[Dataset entries]
>>>

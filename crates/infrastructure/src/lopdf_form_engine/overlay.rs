//! Draws free-text stamps over page content.

use lopdf::content::{Content, Operation};
use lopdf::{Document, Object, StringFormat};
use prcard_core::{AppError, AppResult};
use prcard_domain::{PageSize, StampOverlay};
use tracing::debug;

use super::objects::{add_helvetica, add_page_resource, append_page_content, page_box, real};
use super::text::win_ansi_bytes;

const STAMP_FONT: &str = "PrcStampF";

/// Draws the overlay's visible stamps. Returns the number drawn.
///
/// Stamps on pages the document does not have are skipped.
pub(super) fn draw_stamps(document: &mut Document, overlay: &StampOverlay) -> AppResult<usize> {
    let pages = document.get_pages();
    let mut font_id = None;
    let mut drawn = 0;

    for (index, page_id) in pages.values().copied().enumerate() {
        let stamps: Vec<_> = overlay.stamps_on_page(index).collect();
        if stamps.is_empty() {
            continue;
        }

        let media_box = page_box(document, page_id);
        let page_size = PageSize {
            width: media_box.width(),
            height: media_box.height(),
        };
        let declared = overlay.declared_page(index);

        let mut operations = vec![Operation::new("g", vec![real(0.0)])];
        for stamp in &stamps {
            let placement = stamp.placement(declared, page_size);
            operations.extend([
                Operation::new("BT", vec![]),
                Operation::new(
                    "Tf",
                    vec![
                        Object::Name(STAMP_FONT.as_bytes().to_vec()),
                        real(placement.font_size_pt),
                    ],
                ),
                Operation::new(
                    "Td",
                    vec![
                        real(media_box.llx + placement.x_pt),
                        real(media_box.lly + placement.y_pt),
                    ],
                ),
                Operation::new(
                    "Tj",
                    vec![Object::String(
                        win_ansi_bytes(stamp.text()),
                        StringFormat::Hexadecimal,
                    )],
                ),
                Operation::new("ET", vec![]),
            ]);
        }

        let content = Content { operations }
            .encode()
            .map_err(|error| AppError::Internal(format!("failed to encode stamps: {error}")))?;
        let font = *font_id.get_or_insert_with(|| add_helvetica(document));
        add_page_resource(document, page_id, "Font", STAMP_FONT, font)?;
        append_page_content(document, page_id, content)?;
        drawn += stamps.len();
    }

    let skipped = overlay
        .stamps()
        .iter()
        .filter(|stamp| !stamp.is_blank() && stamp.page() >= pages.len())
        .count();
    debug!(drawn, skipped, "drew stamp overlay");
    Ok(drawn)
}
use axum::http::header::CONTENT_TYPE;
use axum::http::{HeaderValue, Method};
use prcard_core::AppError;
use tower_http::cors::{AllowOrigin, CorsLayer};

/// Builds the browser CORS policy. `frontend_urls` may list several
/// comma-separated origins.
pub(super) fn build_cors_layer(frontend_urls: &str) -> Result<CorsLayer, AppError> {
    let origins = frontend_urls
        .split(',')
        .map(str::trim)
        .filter(|origin| !origin.is_empty())
        .map(|origin| {
            HeaderValue::from_str(origin).map_err(|error| {
                AppError::Validation(format!("invalid FRONTEND_URL origin '{origin}': {error}"))
            })
        })
        .collect::<Result<Vec<_>, _>>()?;

    if origins.is_empty() {
        return Err(AppError::Validation(
            "FRONTEND_URL must name at least one origin".to_owned(),
        ));
    }

    Ok(CorsLayer::new()
        .allow_origin(AllowOrigin::list(origins))
        .allow_methods([Method::GET, Method::POST, Method::OPTIONS])
        .allow_headers([CONTENT_TYPE]))
}
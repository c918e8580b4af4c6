pub mod chat;
pub mod health;
pub mod languages;
pub mod pr_card_pdf;

use axum::Json;
use axum::extract::rejection::JsonRejection;
use prcard_core::AppError;

use crate::error::{ApiError, ApiResult};

/// Unwraps a JSON body, reporting malformed payloads as validation errors.
fn json_payload<T>(payload: Result<Json<T>, JsonRejection>) -> ApiResult<T> {
    payload
        .map(|Json(value)| value)
        .map_err(|rejection| ApiError(AppError::Validation(rejection.body_text())))
}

<<<

• **Your instructions**
Copy each line, exactly, that falls between the line containing "use axum::Json;" and the end of the entries, both included.

• **Answer to this exercise**
use axum::Json;
use axum::extract::rejection::JsonRejection;
use prcard_core::AppError;

use crate::error::{ApiError, ApiResult};

/// Unwraps a JSON body, reporting malformed payloads as validation errors.
fn json_payload<T>(payload: Result<Json<T>, JsonRejection>) -> ApiResult<T> {
    payload
        .map(|Json(value)| value)
        .map_err(|rejection| ApiError(AppError::Validation(rejection.body_text())))
}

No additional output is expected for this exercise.